Mis vacaciones
de dos semanas fueron en realidad, una nostalgia, provocada por un tercero he
de decir.
No puedo
describir sensaciones que jamás he vivido o experimentado, sin embargo sé
suponer los afectos de las realidades humanas.
—Hace
un mes falleció la esposa de ese señor
que vive ahí, en esa casa de terreno amplio —me dice mi hermana mientras
enjuaga algunas prendas. La tarde en ese momento era de cielo despejado, de
perros echados en la calle mordiéndose el lomo.
—Pobre
señor, creo que hace una semana perdió su trabajo —prosigue mi hermana mientras
yo acierto con un movimiento con la cabeza. La tarde termina su turno y a
continuación la noche llega con sus innumerables ruidos, es entonces cuando veo
subir la calle a un hombre que se dirige a su casa, a esa casa de terreno
amplio. Avanza con una paciencia terrible, se detiene, observa a su alrededor y
justo en la puerta principal recarga su brazo y posteriormente sobre éste, su cabeza con sombrero de paja,
consigo darme cuenta que el hombre está llorando, llora con el clima frio de
costumbre, escupe, se seca las lagrimas con el antebrazo, al parecer es
inevitable, agacha la cabeza y entonces
escucho su llanto. Le comento a mi hermana lo acontecido y ella con gran
tristeza comenta.
—Pobre
señor, de verdad siento mucha tristeza por él, pues su hijo que apenas tenía
diez y siete años, embarazó a su novia, dejó la escuela y se puso a trabajar,
desde entonces al joven también lo noto muy triste, jamás los he visto juntos,
nunca he visto que salga con su “ahora esposa” llega de trabajar temprano y se
va a caminar al parque, alguna vez me lo encontré ahí sentado, arrojando
piedras al azar y cuando, al parecer, se aburre, regresa a su casa, de ahí no
vuelve a salir hasta el día siguiente.
No puedo decir
nada, comparto la nostalgia ajena y sin embargo me siento parte de esa
incidencia.

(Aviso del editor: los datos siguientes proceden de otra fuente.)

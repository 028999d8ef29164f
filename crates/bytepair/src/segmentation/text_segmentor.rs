//! # Text Segmentor

use core::ops::Range;

use crate::{
    errors::BPResult,
    regex::{ErrorWrapper, RegexWrapper},
    segmentation::{patterns::DEFAULT_FALLBACK_PATTERN, segmentation_config::SegmentationConfig},
};

/// Chunk Reference for [`TextSegmentor`].
#[derive(Clone, Debug, PartialEq, Eq, Hash)]
pub enum SpanRef {
    /// A span matched by the chunk pattern.
    Word(Range<usize>),

    /// Text the chunk pattern skipped over.
    ///
    /// Gaps are still chunks; they keep segmentation lossless
    /// for patterns that are not total.
    Gap(Range<usize>),
}

impl SpanRef {
    /// The byte range of this span.
    pub fn range(&self) -> &Range<usize> {
        match self {
            SpanRef::Word(range) => range,
            SpanRef::Gap(range) => range,
        }
    }
}

impl From<SpanRef> for Range<usize> {
    fn from(span: SpanRef) -> Self {
        match span {
            SpanRef::Word(range) => range,
            SpanRef::Gap(range) => range,
        }
    }
}

/// Chunk Segmentor
#[derive(Debug, Clone)]
pub struct TextSegmentor {
    /// Regex for splitting chunks.
    chunk_re: RegexWrapper,

    /// Matches chunks where `chunk_re` aborts.
    fallback_re: Option<regex::Regex>,
}

impl TextSegmentor {
    /// Create a new text segmentor from the given configuration.
    ///
    /// ## Arguments
    /// * `config` - The segmentation configuration.
    ///
    /// ## Returns
    /// A new `TextSegmentor`, or a pattern error.
    pub fn from_config(config: &SegmentationConfig) -> BPResult<Self> {
        let segmentor = Self::init(config.pattern().compile()?);
        if config.is_default_pattern() && segmentor.chunk_re.is_fancy() {
            let fallback =
                regex::Regex::new(DEFAULT_FALLBACK_PATTERN).map_err(ErrorWrapper::from)?;
            return Ok(segmentor.with_fallback(fallback));
        }
        Ok(segmentor)
    }

    /// Create a new text segmentor with a compiled regex.
    pub fn init(chunk_re: RegexWrapper) -> Self {
        Self {
            chunk_re,
            fallback_re: None,
        }
    }

    /// Set the regex used where the chunk regex aborts.
    ///
    /// Without one, the text after an aborted match becomes a single gap.
    pub fn with_fallback(
        self,
        fallback: regex::Regex,
    ) -> Self {
        Self {
            fallback_re: Some(fallback),
            ..self
        }
    }

    /// Get the chunk split regex.
    pub fn chunk_regex(&self) -> &RegexWrapper {
        &self.chunk_re
    }

    /// Visit every [`SpanRef`] of the text, in order.
    ///
    /// The visited ranges are non-overlapping and cover the text exactly.
    ///
    /// ## Arguments
    /// * `text` - the text to split.
    /// * `f` - the function to apply to each span.
    pub fn for_each_span<F>(
        &self,
        text: &str,
        mut f: F,
    ) where
        F: FnMut(SpanRef),
    {
        let mut last = 0;
        let ranges = self
            .chunk_re
            .find_ranges_with_fallback(text, self.fallback_re.as_ref());
        for range in ranges {
            if range.is_empty() {
                continue;
            }
            if range.start > last {
                f(SpanRef::Gap(last..range.start));
            }
            last = range.end;
            f(SpanRef::Word(range));
        }
        if last < text.len() {
            f(SpanRef::Gap(last..text.len()));
        }
    }

    /// Visit every chunk of the text, in order.
    pub fn for_each_chunk<'a, F>(
        &self,
        text: &'a str,
        mut f: F,
    ) where
        F: FnMut(&'a str),
    {
        self.for_each_span(text, |span| f(&text[Range::from(span)]));
    }

    /// Split text into [`SpanRef`]s.
    pub fn split_spans(
        &self,
        text: &str,
    ) -> Vec<SpanRef> {
        let mut spans = Vec::new();
        self.for_each_span(text, |span| spans.push(span));
        spans
    }

    /// Split text into chunk slices.
    ///
    /// ## Arguments
    /// * `text` - the text to split.
    ///
    /// ## Returns
    /// The ordered chunks; their concatenation is `text`.
    pub fn split_chunks<'a>(
        &self,
        text: &'a str,
    ) -> Vec<&'a str> {
        let mut chunks = Vec::new();
        self.for_each_chunk(text, |chunk| chunks.push(chunk));
        chunks
    }
}

#[cfg(test)]
mod tests {
    use super::*;
    use crate::{regex::RegexPattern, support::traits::static_is_send_sync_check};

    fn default_segmentor() -> TextSegmentor {
        TextSegmentor::from_config(&SegmentationConfig::default()).unwrap()
    }

    #[test]
    fn test_default_chunks() {
        let segmentor = default_segmentor();
        static_is_send_sync_check(&segmentor);
        assert!(segmentor.chunk_regex().is_fancy());

        assert_eq!(
            segmentor.split_chunks("Hello world"),
            vec!["Hello", " world"]
        );
        assert_eq!(
            segmentor.split_chunks("it's we'LL"),
            vec!["it", "'s", " we", "'LL"]
        );
        assert_eq!(segmentor.split_chunks(""), Vec::<&str>::new());
    }

    #[test]
    fn test_single_digits() {
        let segmentor = default_segmentor();
        assert_eq!(
            segmentor.split_chunks("in 2024"),
            vec!["in", " 2", "0", "2", "4"]
        );
    }

    #[test]
    fn test_punctuation_and_newlines() {
        let segmentor = default_segmentor();
        assert_eq!(
            segmentor.split_chunks("end.\nNext"),
            vec!["end", ".\n", "Next"]
        );
        assert_eq!(
            segmentor.split_chunks("a  \n\nb"),
            vec!["a", "  \n\n", "b"]
        );
    }

    #[test]
    fn test_trailing_whitespace() {
        let segmentor = default_segmentor();
        assert_eq!(
            segmentor.split_chunks("a   b  "),
            vec!["a", "  ", " b", "  "]
        );
    }

    #[test]
    fn test_gaps() {
        let config: SegmentationConfig = RegexPattern::Basic(r"\w+".to_string()).into();
        let segmentor = TextSegmentor::from_config(&config).unwrap();

        assert_eq!(
            segmentor.split_spans("ab, cd!"),
            vec![
                SpanRef::Word(0..2),
                SpanRef::Gap(2..4),
                SpanRef::Word(4..6),
                SpanRef::Gap(6..7),
            ]
        );
        assert_eq!(segmentor.split_chunks("ab, cd!").concat(), "ab, cd!");
    }

    #[test]
    fn test_long_letter_run() {
        let segmentor = default_segmentor();

        let n = 1_000_000;
        let text = format!("hi {} next word", "a".repeat(n));
        assert_eq!(
            segmentor.split_spans(&text),
            vec![
                SpanRef::Word(0..2),
                SpanRef::Word(2..n + 3),
                SpanRef::Word(n + 3..n + 8),
                SpanRef::Word(n + 8..n + 13),
            ]
        );
    }

    #[test]
    fn test_fallback_pattern_agrees() {
        let segmentor = default_segmentor();
        let fallback = regex::Regex::new(DEFAULT_FALLBACK_PATTERN).unwrap();

        let text = "It's 42 o'clock!\n\tnew-line done.";
        let ranges: Vec<Range<usize>> = fallback.find_iter(text).map(|m| m.range()).collect();
        let spans: Vec<Range<usize>> = segmentor
            .split_spans(text)
            .into_iter()
            .map(Range::from)
            .collect();
        assert_eq!(ranges, spans);
    }

    #[test]
    fn test_bad_pattern() {
        let config = SegmentationConfig::from_pattern("(");
        assert!(TextSegmentor::from_config(&config).is_err());
    }
}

Y así transcurrieron, dos días, tres, una semana y finalmente dos,
en que veía llegar a ese señor con la escena nada gratificante para mi alma. No
soy nada para poder alterar padecimientos del corazón, pero me pregunté ¿cómo
podría superar yo la muerte de mi esposa, más si fue la mujer que amé durante
ese transcurso de mi vida? Por supuesto que no obtuve la respuesta, menos ahora
que lo he repensado. Podría adelantarme a
conjeturar: Llorar, llorar como aquél hombre hasta comprender que la paz se
adquiere a través del tiempo. Y ya entrado en llantos (y no es ironía, como
acostumbro) sino, padecimiento humano, dejo acá el poema de Oliverio Girondo
mientras lo releo acompañado de un timbre de voz inentendible debido a algunas
lágrimas.
Llorar
a lágrima viva...
Llorar a lágrima viva.
Llorar a chorros.
Llorar la digestión.
Llorar el sueño.
Llorar ante las puertas y los puertos.
Llorar de amabilidad y de amarillo.
Abrir las canillas,
las compuertas del llanto.
Empaparnos el alma, la camiseta.
Inundar las veredas y los paseos,
y salvarnos, a nado, de nuestro llanto.
Asistir a los cursos de antropología, llorando.

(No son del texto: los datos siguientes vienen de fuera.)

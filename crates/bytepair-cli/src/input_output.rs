use std::{
    fs::File,
    io::{BufRead, BufReader, BufWriter, Write},
};

fn squash_standard_io(path: &Option<String>) -> Option<&str> {
    match path.as_deref() {
        Some("-") | None => None,
        Some(p) => Some(p),
    }
}

/// Input argument group.
#[derive(clap::Args, Debug)]
pub struct InputArgs {
    /// Optional input file; "-" may be used to indicate stdin.
    #[clap(long, default_value = None)]
    pub input: Option<String>,
}

impl InputArgs {
    /// Open a reader for the input.
    pub fn open_reader(&self) -> Result<Box<dyn BufRead>, Box<dyn std::error::Error>> {
        Ok(match squash_standard_io(&self.input) {
            None => Box::new(BufReader::new(std::io::stdin().lock())),
            Some(p) => Box::new(BufReader::new(File::open(p)?)),
        })
    }
}

/// Output argument group.
#[derive(clap::Args, Debug)]
pub struct OutputArgs {
    /// Optional output file; "-" may be used to indicate stdout.
    #[clap(long, default_value = None)]
    pub output: Option<String>,
}

impl OutputArgs {
    /// Open a writer for the output.
    pub fn open_writer(&self) -> Result<Box<dyn Write>, Box<dyn std::error::Error>> {
        Ok(match squash_standard_io(&self.output) {
            Some(p) => Box::new(BufWriter::new(File::create(p)?)),
            None => Box::new(BufWriter::new(std::io::stdout().lock())),
        })
    }
}
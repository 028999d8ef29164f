mod commands;
mod input_output;
mod logging;
mod model_dir;

use clap::Parser;
use commands::Commands;

/// bpair: train and run byte-level BPE tokenizers.
#[derive(clap::Parser, Debug)]
#[command(version, about)]
pub struct Args {
    /// Subcommand to run.
    #[clap(subcommand)]
    pub command: Commands,
}

fn main() -> Result<(), Box<dyn std::error::Error>> {
    let args = Args::parse();

    args.command.run()
}
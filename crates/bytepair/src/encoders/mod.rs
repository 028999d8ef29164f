//! # Token Encoders
//!
//! Encoders segment text into chunks, map each chunk to byte tokens,
//! then repeatedly apply the lowest-rank merge present in the chunk,
//! at its leftmost position.
//!
//! * [`MergeHeapEncoder`] - min-heap over a linked token list; the default.
//! * [`MergeScanEncoder`] - rescans the chunk's pairs after every merge.
//!
//! Both produce identical tokens.

mod merge_heap_encoder;
mod merge_scan_encoder;
mod token_encoder;

#[cfg(any(test, feature = "testing"))]
pub mod testing;

#[doc(inline)]
pub use merge_heap_encoder::MergeHeapEncoder;
#[doc(inline)]
pub use merge_scan_encoder::MergeScanEncoder;
#[doc(inline)]
pub use token_encoder::TokenEncoder;

/// The default encoder.
pub type DefaultTokenEncoder<T> = MergeHeapEncoder<T>;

Festejar los cumpleaños familiares, llorando.
Atravesar el África, llorando.
Llorar como un cacuy, como un cocodrilo...
si es verdad que los cacuíes y los cocodrilos
no dejan nunca de llorar.
Llorarlo todo, pero llorarlo bien.
Llorarlo con la nariz, con las rodillas.
Llorarlo por el ombligo, por la boca.
Llorar de amor, de hastío, de alegría.
Llorar de frac, de flato, de flacura.
Llorar improvisando, de memoria.
¡Llorar todo el insomnio y todo el día!